Indian historian and writer (1890–1979)

Dattatray Vaman Potdar (5 August 1890 – 6 October 1979), better known as Datto Vaman Potdar, was an Indian historian, writer, and orator. He was the Vice-Chancellor of University of Pune from 1961 to 1964.

The British colonial Government of India had honored Potdar with the title Mahamahopadhyaya in 1946. He was honored by government of india with Padmabhushan in 1967. Because of his vast knowledge, he was sometimes called as Dr. Johnson of Maharashtra or a living encyclopedia.

Potdar was a disciple of the historian Vishwanath Kashinath Rajwade, and served as a trustee of Pune based Itihas Sanshodhak Mandal (इतिहास संशोधक मंडळ) founded by Rajwade.

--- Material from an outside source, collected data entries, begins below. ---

use rand::rngs::StdRng;
use rand::{Rng, SeedableRng};

use labelclean::geometry::{area, iou};
use labelclean::{sanitize_dataset, BoundingBox, Counters, Dataset, ImageAnnotation, SanitizeConfig};

fn config(seed: u64) -> SanitizeConfig {
    SanitizeConfig {
        random_seed: Some(seed),
        ..SanitizeConfig::default()
    }
}

/// A noisy dataset: out-of-bounds, tiny, duplicated and dense boxes, plus
/// orphans on both sides.
fn noisy_dataset(seed: u64) -> Dataset {
    let mut rng = StdRng::seed_from_u64(seed);
    let mut dataset = Dataset::new();

    for i in 0..50 {
        let id = format!("img_{:03}", i);
        let (width, height) = (480u32, 640u32);
        let count = rng.gen_range(0..60);
        let mut boxes = Vec::with_capacity(count);
        for _ in 0..count {
            let x_min = rng.gen_range(-20.0..500.0);
            let y_min = rng.gen_range(-20.0..660.0);
            let w = rng.gen_range(0.5..200.0);
            let h = rng.gen_range(0.5..200.0);
            let bbox = BoundingBox::new(rng.gen_range(0..4), x_min, y_min, x_min + w, y_min + h);
            boxes.push(bbox);
            if rng.gen_bool(0.2) {
                // Near-duplicate of the same object
                boxes.push(BoundingBox::new(bbox.class_id, x_min + 1.0, y_min + 1.0, x_min + w, y_min + h));
            }
        }
        dataset.insert_annotation(ImageAnnotation::new(id.clone(), width, height, boxes));
        if i % 10 != 3 {
            dataset.insert_image(id);
        }
    }
    dataset.insert_image("image_without_label");
    dataset
}

#[test]
fn test_overlap_scenario() {
    let mut dataset = Dataset::new();
    dataset.insert_annotation(ImageAnnotation::new(
        "img",
        480,
        640,
        vec![
            BoundingBox::new(0, 0.0, 0.0, 100.0, 100.0),
            BoundingBox::new(0, 5.0, 5.0, 105.0, 105.0),
            BoundingBox::new(1, 0.0, 0.0, 50.0, 50.0),
        ],
    ));
    dataset.insert_image("img");

    let report = sanitize_dataset(dataset, &config(42)).unwrap();

    assert_eq!(
        report.dataset.annotations["img"].boxes,
        vec![
            BoundingBox::new(0, 0.0, 0.0, 100.0, 100.0),
            BoundingBox::new(1, 0.0, 0.0, 50.0, 50.0),
        ]
    );
    assert_eq!(report.counters.overlap_removed, 1);
    assert_eq!(report.counters.boxes_removed(), 1);
}

#[test]
fn test_min_area_scenario() {
    let mut dataset = Dataset::new();
    dataset.insert_annotation(ImageAnnotation::new(
        "img",
        100,
        100,
        vec![
            BoundingBox::new(0, 0.0, 0.0, 5.0, 1.0),
            BoundingBox::new(0, 50.0, 50.0, 60.0, 52.0),
        ],
    ));
    dataset.insert_image("img");

    let config = SanitizeConfig {
        min_area_ratio: 0.001,
        ..config(1)
    };
    let report = sanitize_dataset(dataset, &config).unwrap();

    assert_eq!(
        report.dataset.annotations["img"].boxes,
        vec![BoundingBox::new(0, 50.0, 50.0, 60.0, 52.0)]
    );
    assert_eq!(report.counters.small_removed, 1);
}

#[test]
fn test_density_cap_scenario_is_reproducible() {
    let build = || {
        let boxes = (0..40)
            .map(|i| {
                let x = (i % 8) as f64 * 60.0;
                let y = (i / 8) as f64 * 120.0;
                BoundingBox::new(i as u32, x, y, x + 50.0, y + 100.0)
            })
            .collect();
        let mut dataset = Dataset::new();
        dataset.insert_annotation(ImageAnnotation::new("dense", 480, 640, boxes));
        dataset.insert_image("dense");
        dataset
    };

    let first = sanitize_dataset(build(), &config(1234)).unwrap();
    let second = sanitize_dataset(build(), &config(1234)).unwrap();

    assert_eq!(first.dataset.annotations["dense"].boxes.len(), 30);
    assert_eq!(first.counters.density_capped_removed, 10);
    assert_eq!(
        first.dataset.annotations["dense"].boxes,
        second.dataset.annotations["dense"].boxes
    );
}

#[test]
fn test_empty_label_is_not_an_orphan() {
    let mut dataset = Dataset::new();
    dataset.insert_annotation(ImageAnnotation::new(
        "img1",
        100,
        100,
        vec![BoundingBox::new(0, -5.0, 0.0, 10.0, 10.0)],
    ));
    dataset.insert_image("img1");
    dataset.insert_image("img2");

    let report = sanitize_dataset(dataset, &config(3)).unwrap();

    assert!(report.dataset.image_ids.contains("img1"));
    assert!(report.dataset.annotations["img1"].boxes.is_empty());
    assert!(!report.dataset.image_ids.contains("img2"));
    assert_eq!(report.counters.orphan_images_removed, 1);
    assert_eq!(report.counters.invalid_removed, 1);
    assert_eq!(report.consistency.orphan_images, vec!["img2"]);
}

#[test]
fn test_drop_empty_images_policy() {
    let mut dataset = Dataset::new();
    dataset.insert_annotation(ImageAnnotation::new(
        "img1",
        100,
        100,
        vec![BoundingBox::new(0, -5.0, 0.0, 10.0, 10.0)],
    ));
    dataset.insert_image("img1");

    let config = SanitizeConfig {
        drop_empty_images: true,
        ..config(3)
    };
    let report = sanitize_dataset(dataset, &config).unwrap();

    assert!(report.dataset.image_ids.is_empty());
    assert!(report.dataset.annotations.is_empty());
    assert_eq!(report.counters.empty_images_removed, 1);
}

#[test]
fn test_no_cross_class_suppression() {
    let mut dataset = Dataset::new();
    dataset.insert_annotation(ImageAnnotation::new(
        "img",
        100,
        100,
        vec![
            BoundingBox::new(0, 10.0, 10.0, 60.0, 60.0),
            BoundingBox::new(1, 10.0, 10.0, 60.0, 60.0),
        ],
    ));
    dataset.insert_image("img");

    let report = sanitize_dataset(dataset, &config(5)).unwrap();
    assert_eq!(report.dataset.annotations["img"].boxes.len(), 2);
    assert_eq!(report.counters.overlap_removed, 0);
}

#[test]
fn test_invariants_hold_on_noisy_data() {
    let config = config(2024);
    let report = sanitize_dataset(noisy_dataset(7), &config).unwrap();

    assert_eq!(report.dataset.image_ids, report.dataset.label_ids());
    assert_eq!(report.counters.orphan_images_removed, 1);
    assert_eq!(report.counters.orphan_labels_removed, 5);

    for annotation in report.dataset.annotations.values() {
        assert!(annotation.boxes.len() <= config.max_box_count);
        for (i, a) in annotation.boxes.iter().enumerate() {
            assert!(a.x_min >= 0.0 && a.y_min >= 0.0);
            assert!(a.x_max <= annotation.width as f64 && a.y_max <= annotation.height as f64);
            assert!(area(a) / annotation.image_area() >= config.min_area_ratio);
            for b in &annotation.boxes[i + 1..] {
                if a.class_id == b.class_id {
                    assert!(iou(a, b) <= config.max_iou);
                }
            }
        }
    }
}

#[test]
fn test_idempotent_on_clean_input() {
    let config = config(99);
    let first = sanitize_dataset(noisy_dataset(11), &config).unwrap();
    assert!(!first.counters.is_zero());

    let second = sanitize_dataset(first.dataset.clone(), &config).unwrap();
    assert_eq!(second.counters, Counters::default());
    assert_eq!(second.dataset, first.dataset);
}

#[test]
fn test_parallel_run_is_deterministic_under_fixed_seed() {
    let first = sanitize_dataset(noisy_dataset(21), &config(8)).unwrap();
    let second = sanitize_dataset(noisy_dataset(21), &config(8)).unwrap();
    assert_eq!(first.dataset, second.dataset);
    assert_eq!(first.counters, second.counters);
}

His disciples included Pandurang Sadashiv Sane, Swami Swaroopanand, Vasudeo Sitaram Bendrey, Sethu Madhav Rao Pagadi, and Ramchandra Chintaman Dhere.

==Early life==
Potdar was born into Karhade Brahmin family in the village of Birwadi in Raigad District of Maharashtra. Potdar completed his matriculation in 1906 from Nutan Marathi Vidyalaya in Pune, and four years later received a bachelor's degree in History and Marathi from the then University of Bombay affiliated Ferguson college in Pune.

==Career==

Potdar became a teacher in 1912 at Shikshan Prasarak Mandali's Nutan Marathi Vidyalaya, his former school. He left the school in 1920 as the Head Master of the school. Shikshan Prasarak Mandali appointed him as a professor in 1921 at New Poona College (later renamed S. P. College) in Pune. He remained in that position until 1935.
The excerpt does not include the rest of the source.